First off, apologies for not posting sooner. I arrived in England (Heathrow, to be exact) early on the morning of the ninth, coming off from a fresh snowstorm back home in Massachusetts and about half an hour of sleep nabbed on the plane ride over. I meant to post before coming, but things ended up happening so fast that I lost track of time and wifi faster than I anticipated. I’ll give you a brief overview of my feelings pre-departure now: panic (did I remember to pack everything?), excitement (accents, yes please), and restlessness (enough of things about to happen, let’s get to the things happening part). Thankfully, once transportation actually started all of that faded into the background as I tried not to look too helplessly lost.

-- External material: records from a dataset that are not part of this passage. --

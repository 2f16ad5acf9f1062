mod sorted;
mod split;

use crate::{aggregator::Aggregator, Entry};
use sorted::SortedIndex;
use split::SplitIndex;

/// Position of an entry within the value-ordered index
///
/// Keys order by value first; equal values order by timestamp, which for strictly
/// increasing timestamps is arrival order. The tie-break only affects placement and
/// never the reported median.
#[derive(Debug, Clone, Copy, PartialEq, Eq, PartialOrd, Ord, Hash)]
pub struct SortKey {
    /// The entry value
    pub value: i64,
    /// The entry timestamp in nanoseconds
    pub timestamp: u64,
}

impl From<&Entry<i64>> for SortKey {
    fn from(entry: &Entry<i64>) -> Self {
        Self {
            value: entry.data,
            timestamp: entry.timestamp,
        }
    }
}

/// Strategy used to keep window values ordered
#[derive(Debug, Default, Clone, Copy, PartialEq, Eq)]
pub enum IndexKind {
    /// A sorted vector with binary-search positioning and shifting insertion and removal
    ///
    /// Cheap for small windows (a few hundred entries) since shifting is a memmove.
    Sorted,
    /// An ordered multiset split into lower and upper halves
    ///
    /// Logarithmic insertion and removal regardless of window size.
    #[default]
    Split,
}

#[derive(Debug, Clone)]
enum MedianIndex {
    Sorted(SortedIndex),
    Split(SplitIndex),
}

impl MedianIndex {
    fn new(kind: IndexKind) -> Self {
        match kind {
            IndexKind::Sorted => Self::Sorted(SortedIndex::default()),
            IndexKind::Split => Self::Split(SplitIndex::default()),
        }
    }
    #[inline]
    fn insert(&mut self, key: SortKey) {
        match self {
            Self::Sorted(index) => index.insert(key),
            Self::Split(index) => index.insert(key),
        }
    }
    #[inline]
    fn remove(&mut self, key: &SortKey) -> bool {
        match self {
            Self::Sorted(index) => index.remove(key),
            Self::Split(index) => index.remove(key),
        }
    }
    #[inline]
    fn median(&self) -> Option<f64> {
        match self {
            Self::Sorted(index) => index.median(),
            Self::Split(index) => index.median(),
        }
    }
    #[inline]
    fn len(&self) -> usize {
        match self {
            Self::Sorted(index) => index.len(),
            Self::Split(index) => index.len(),
        }
    }
}

/// Incremental MEDIAN over `i64` values
///
/// Maintains a value-ordered index over exactly the entries retained by the window. For an
/// odd number of entries the median is the middle value; for an even number it is the mean
/// of the two middle values, which may be a half such as `15.5`.
///
/// # Example
///
/// ```
/// use slidewin::{Aggregator, Entry, IndexKind, MedianAggregator};
///
/// let mut median = MedianAggregator::new(IndexKind::Sorted);
/// median.insert(&Entry::new(10, 0));
/// median.insert(&Entry::new(21, 1));
/// assert_eq!(median.query(), Some(15.5));
/// ```
#[derive(Debug, Clone)]
pub struct MedianAggregator {
    index: MedianIndex,
}

impl Default for MedianAggregator {
    fn default() -> Self {
        Self::new(IndexKind::default())
    }
}

impl MedianAggregator {
    /// Creates a median aggregator backed by the given index strategy
    pub fn new(kind: IndexKind) -> Self {
        Self {
            index: MedianIndex::new(kind),
        }
    }
    /// Returns the index strategy in use
    pub fn index_kind(&self) -> IndexKind {
        match self.index {
            MedianIndex::Sorted(_) => IndexKind::Sorted,
            MedianIndex::Split(_) => IndexKind::Split,
        }
    }
}

impl Aggregator for MedianAggregator {
    type Input = i64;
    type Aggregate = f64;

    #[inline]
    fn insert(&mut self, entry: &Entry<i64>) {
        self.index.insert(SortKey::from(entry));
    }

    #[inline]
    fn evict(&mut self, entry: &Entry<i64>) {
        let removed = self.index.remove(&SortKey::from(entry));
        debug_assert!(removed, "evicted entry {entry} missing from median index");
    }

    #[inline]
    fn query(&self) -> Option<f64> {
        self.index.median()
    }

    #[inline]
    fn len(&self) -> usize {
        self.index.len()
    }
}

/// Mean of the two middle values as a real number
#[inline]
pub(crate) fn midpoint(low: i64, high: i64) -> f64 {
    (low as f64 + high as f64) / 2.0
}
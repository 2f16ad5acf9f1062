use crate::Entry;
use core::{fmt::Debug, iter::FusedIterator};

#[cfg(not(feature = "std"))]
use alloc::collections::VecDeque;
#[cfg(feature = "std")]
use std::collections::VecDeque;

/// An arrival-ordered container of window entries
///
/// Entries are admitted at the back and evicted from the front. The store assumes entries
/// arrive with non-decreasing timestamps: eviction only inspects the front entry and stops
/// at the first one that is still within range, so a backdated entry deeper in the queue
/// is retained until everything in front of it has been evicted.
///
/// The store is not synchronized; it is meant to be owned by a single consumer.
#[derive(Debug, Clone)]
pub struct WindowStore<T: Debug> {
    entries: VecDeque<Entry<T>>,
}

impl<T: Debug> Default for WindowStore<T> {
    fn default() -> Self {
        Self {
            entries: VecDeque::new(),
        }
    }
}

impl<T: Debug> WindowStore<T> {
    /// Creates an empty store
    pub fn new() -> Self {
        Self::default()
    }
    /// Appends an entry to the back of the store
    ///
    /// Timestamp monotonicity is not validated.
    #[inline]
    pub fn admit(&mut self, entry: Entry<T>) {
        self.entries.push_back(entry);
    }
    /// Removes and returns the front entry
    #[inline]
    pub fn pop_front(&mut self) -> Option<Entry<T>> {
        self.entries.pop_front()
    }
    /// Returns a reference to the oldest entry
    #[inline]
    pub fn front(&self) -> Option<&Entry<T>> {
        self.entries.front()
    }
    /// Returns a reference to the newest entry
    #[inline]
    pub fn back(&self) -> Option<&Entry<T>> {
        self.entries.back()
    }
    /// Returns the number of retained entries
    #[inline]
    pub fn len(&self) -> usize {
        self.entries.len()
    }
    /// Returns `true` if the store holds no entries
    #[inline]
    pub fn is_empty(&self) -> bool {
        self.entries.is_empty()
    }
    /// Iterates over the retained entries from oldest to newest
    pub fn iter(&self) -> impl Iterator<Item = &Entry<T>> {
        self.entries.iter()
    }
    /// Evicts entries strictly older than `range` nanoseconds relative to `now`
    ///
    /// Returns a draining iterator over the evicted entries in arrival order. An entry is
    /// evicted while `now - entry.timestamp > range`; entries stamped after `now` are never
    /// evicted. Dropping the iterator early still completes the eviction.
    ///
    /// # Example
    ///
    /// ```
    /// use slidewin::{Entry, WindowStore};
    ///
    /// let mut store = WindowStore::new();
    /// store.admit(Entry::new(1i64, 0));
    /// store.admit(Entry::new(2i64, 3));
    /// let evicted: Vec<_> = store.evict_older_than(6, 5).collect();
    /// assert_eq!(evicted, vec![Entry::new(1, 0)]);
    /// assert_eq!(store.len(), 1);
    /// ```
    pub fn evict_older_than(&mut self, now: u64, range: u64) -> Evicted<'_, T> {
        Evicted {
            store: self,
            now,
            range,
        }
    }

    #[inline]
    fn is_stale(&self, now: u64, range: u64) -> bool {
        self.entries
            .front()
            .is_some_and(|front| now.saturating_sub(front.timestamp) > range)
    }
}

/// Draining iterator returned by [WindowStore::evict_older_than]
#[derive(Debug)]
pub struct Evicted<'a, T: Debug> {
    store: &'a mut WindowStore<T>,
    now: u64,
    range: u64,
}

impl<T: Debug> Iterator for Evicted<'_, T> {
    type Item = Entry<T>;

    #[inline]
    fn next(&mut self) -> Option<Self::Item> {
        if self.store.is_stale(self.now, self.range) {
            self.store.pop_front()
        } else {
            None
        }
    }

    fn size_hint(&self) -> (usize, Option<usize>) {
        (0, Some(self.store.len()))
    }
}

impl<T: Debug> FusedIterator for Evicted<'_, T> {}

impl<T: Debug> Drop for Evicted<'_, T> {
    fn drop(&mut self) {
        self.for_each(drop);
    }
}

#[cfg(test)]
mod tests {
    use super::*;

    #[cfg(not(feature = "std"))]
    use alloc::vec::Vec;

    const SEC: u64 = 1_000_000_000;

    fn store_of(entries: &[(i64, u64)]) -> WindowStore<i64> {
        let mut store = WindowStore::new();
        for &e in entries {
            store.admit(e.into());
        }
        store
    }

    #[test]
    fn admit_and_pop_test() {
        let mut store = store_of(&[(1, 0), (2, SEC)]);
        assert_eq!(store.len(), 2);
        assert_eq!(store.front(), Some(&Entry::new(1, 0)));
        assert_eq!(store.back(), Some(&Entry::new(2, SEC)));
        assert_eq!(store.pop_front(), Some(Entry::new(1, 0)));
        assert_eq!(store.pop_front(), Some(Entry::new(2, SEC)));
        assert!(store.pop_front().is_none());
        assert!(store.is_empty());
    }

    #[test]
    fn evict_in_arrival_order_test() {
        let mut store = store_of(&[(1, 0), (2, SEC), (3, 2 * SEC), (4, 8 * SEC)]);
        let evicted: Vec<i64> = store
            .evict_older_than(8 * SEC, 5 * SEC)
            .map(|e| e.data)
            .collect();
        assert_eq!(evicted, vec![1, 2, 3]);
        assert_eq!(store.len(), 1);
    }

    #[test]
    fn evict_boundary_test() {
        // one nanosecond past the range is evicted
        let mut store = store_of(&[(1, 0)]);
        assert_eq!(store.evict_older_than(5 * SEC + 1, 5 * SEC).count(), 1);

        // 4.999s old is retained
        let mut store = store_of(&[(1, 0)]);
        assert_eq!(store.evict_older_than(5 * SEC - 1_000_000, 5 * SEC).count(), 0);

        // an age equal to the range is not strictly older
        let mut store = store_of(&[(1, 0)]);
        assert_eq!(store.evict_older_than(5 * SEC, 5 * SEC).count(), 0);
        assert_eq!(store.len(), 1);
    }

    #[test]
    fn evict_is_idempotent_test() {
        let mut store = store_of(&[(1, SEC), (2, 2 * SEC)]);
        assert_eq!(store.evict_older_than(3 * SEC, 5 * SEC).count(), 0);
        assert_eq!(store.evict_older_than(3 * SEC, 5 * SEC).count(), 0);
        assert_eq!(store.len(), 2);
    }

    #[test]
    fn evict_stops_at_first_fresh_entry_test() {
        // a backdated entry behind a fresh one is not inspected
        let mut store = store_of(&[(1, 10 * SEC), (2, 0)]);
        assert_eq!(store.evict_older_than(12 * SEC, 5 * SEC).count(), 0);
        assert_eq!(store.len(), 2);
    }

    #[test]
    fn future_entry_is_kept_test() {
        let mut store = store_of(&[(1, 10 * SEC)]);
        assert_eq!(store.evict_older_than(0, 5 * SEC).count(), 0);
    }

    #[test]
    fn dropped_iterator_finishes_eviction_test() {
        let mut store = store_of(&[(1, 0), (2, 0), (3, 0), (4, 10 * SEC)]);
        {
            let mut evicted = store.evict_older_than(10 * SEC, 5 * SEC);
            assert_eq!(evicted.next().map(|e| e.data), Some(1));
        }
        assert_eq!(store.len(), 1);
        assert_eq!(store.front().map(|e| e.data), Some(4));
    }
}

Given that I arrived in London at the same time as the tube system workers were going on strike, travel into the city and to the St. Giles Hotel promised to be… interesting. My flight was due into Terminal 3, the same location as the group flight, only about half an hour ahead of them. Originally, this meant nothing – I was to make my own way into the city and meet everyone else there. Thankfully, the IFSA-Butler team reacted quickly to the news of the tube strike and instead of panicking I got to hitch a ride with the coach the group flight was on instead. I still spent three hours in the airport waiting due to a delay, but everything ended well, and more importantly I got some coffee. Then came orientation.

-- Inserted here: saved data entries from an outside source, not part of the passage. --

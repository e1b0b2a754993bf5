//! Core data structures for the littlegarden application.
//!
//! A note is a "flower" planted on a calendar day: red for something that went
//! well, blue for something to improve.
use std::{fmt, str::FromStr};

use chrono::{DateTime, SubsecRound, Utc};
use serde::{Deserialize, Serialize};
use uuid::Uuid;

use crate::GardenError;

/// Category of a journal entry
#[derive(Debug, Clone, Copy, PartialEq, Eq, Hash, Serialize, Deserialize)]
pub enum NoteType {
    /// Good job, stored as `"red"`
    #[serde(rename = "red")]
    Positive,
    /// Room for improvement, stored as `"blue"`
    #[serde(rename = "blue")]
    NeedsWork,
}

impl NoteType {
    /// Raw tag used in the persisted slot
    pub fn tag(&self) -> &'static str {
        match self {
            NoteType::Positive => "red",
            NoteType::NeedsWork => "blue",
        }
    }

    pub fn label(&self) -> &'static str {
        match self {
            NoteType::Positive => "positive",
            NoteType::NeedsWork => "needs work",
        }
    }
}

impl FromStr for NoteType {
    type Err = GardenError;

    fn from_str(s: &str) -> Result<Self, Self::Err> {
        match s.trim().to_lowercase().as_str() {
            "positive" | "red" | "good" => Ok(NoteType::Positive),
            "needs-work" | "needswork" | "blue" | "improve" => Ok(NoteType::NeedsWork),
            _ => Err(GardenError::InvalidNoteType {
                input: s.to_string(),
            }),
        }
    }
}

impl fmt::Display for NoteType {
    fn fmt(&self, f: &mut fmt::Formatter<'_>) -> fmt::Result {
        f.write_str(self.label())
    }
}

/// Represents a single note planted on a day.
///
/// Notes are immutable once created; the only way to change a day is to
/// delete a note and add another.
#[derive(Debug, Clone, PartialEq, Eq, Serialize, Deserialize)]
pub struct Note {
    /// Unique identifier for the note
    id: String,
    /// Flower colour
    #[serde(rename = "type")]
    note_type: NoteType,
    /// Free-form text
    content: String,
    /// When the note was created, stored as epoch milliseconds
    #[serde(rename = "timestamp", with = "chrono::serde::ts_milliseconds")]
    created_at: DateTime<Utc>,
}

impl Note {
    /// Creates a new note with a fresh UUID and the current time
    pub fn new(note_type: NoteType, content: String) -> Self {
        // Millisecond precision, same as the slot
        Self::with_timestamp(note_type, content, Utc::now().trunc_subsecs(3))
    }

    pub fn with_timestamp(note_type: NoteType, content: String, created_at: DateTime<Utc>) -> Self {
        Note {
            id: Uuid::new_v4().to_string(),
            note_type,
            content,
            created_at,
        }
    }

    pub fn id(&self) -> &str {
        &self.id
    }

    pub fn note_type(&self) -> NoteType {
        self.note_type
    }

    pub fn content(&self) -> &str {
        &self.content
    }

    pub fn created_at(&self) -> DateTime<Utc> {
        self.created_at
    }
}
//! CLI module for the garden application
mod app;
mod args;

pub use app::*;
pub use args::*;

First off, London is huge, and moving around feels not unlike moving through the centuries at times. Building styles changed rapidly as the coach took us deeper into the city, ranging from more modern cement-block-of-gloom types to buildings that’d seem right at home 300 years back. It was exciting to watch the change from out the window, and a welcome distraction to keep my eyes from closing of their own accord. The hotel where we were staying at was more modern than some, and built with the high cost of space in the city in mind (politely, the rooms were a cozy size. Less politely… well, I had a bed. I’ll count my blessings). We had a run-down on safety and emergency and contact procedures for IFSA-Butler over the next couple days, a guided tour of London, and a lot of free time for those who could keep their eyes open after seven without keeling over from jetlag. Pub life is everything you might imagine it’d be; I had a porter and Fish&Chips and felt very British.
Yesterday, I came to UEA. The train ride (while squeaky) was efficient and comfortable, and the countryside sped by in shades of green, grey, and sheep. I arrived a little before noon, caught a glimpse of Norwich – which along with being absolutely gorgeous apparently has a castle in the middle of it – and then started to move into my flat. Haven’t met my flatmates yet, but it should be interesting when I do get around to it. The room itself is nice and the kitchen looks good, so that’s a plus. I’m living with the U.K. equivalent of freshmen, so that’s a… something to deal with as it comes. I had a bit of sorting out to do classes-wise, but everything is a lot more settled now, and I’m looking forward to seeing more of campus with every passing day. East Anglia is quite modern, and quite pretty, and promises to have everything I could want so long as I’m willing to look for it.
I’ll end on that note for now. The rabbits here are as large as some cats I’ve seen back home. I worry about an uprising, but comfort myself with the knowledge that I probably won’t be the first to go.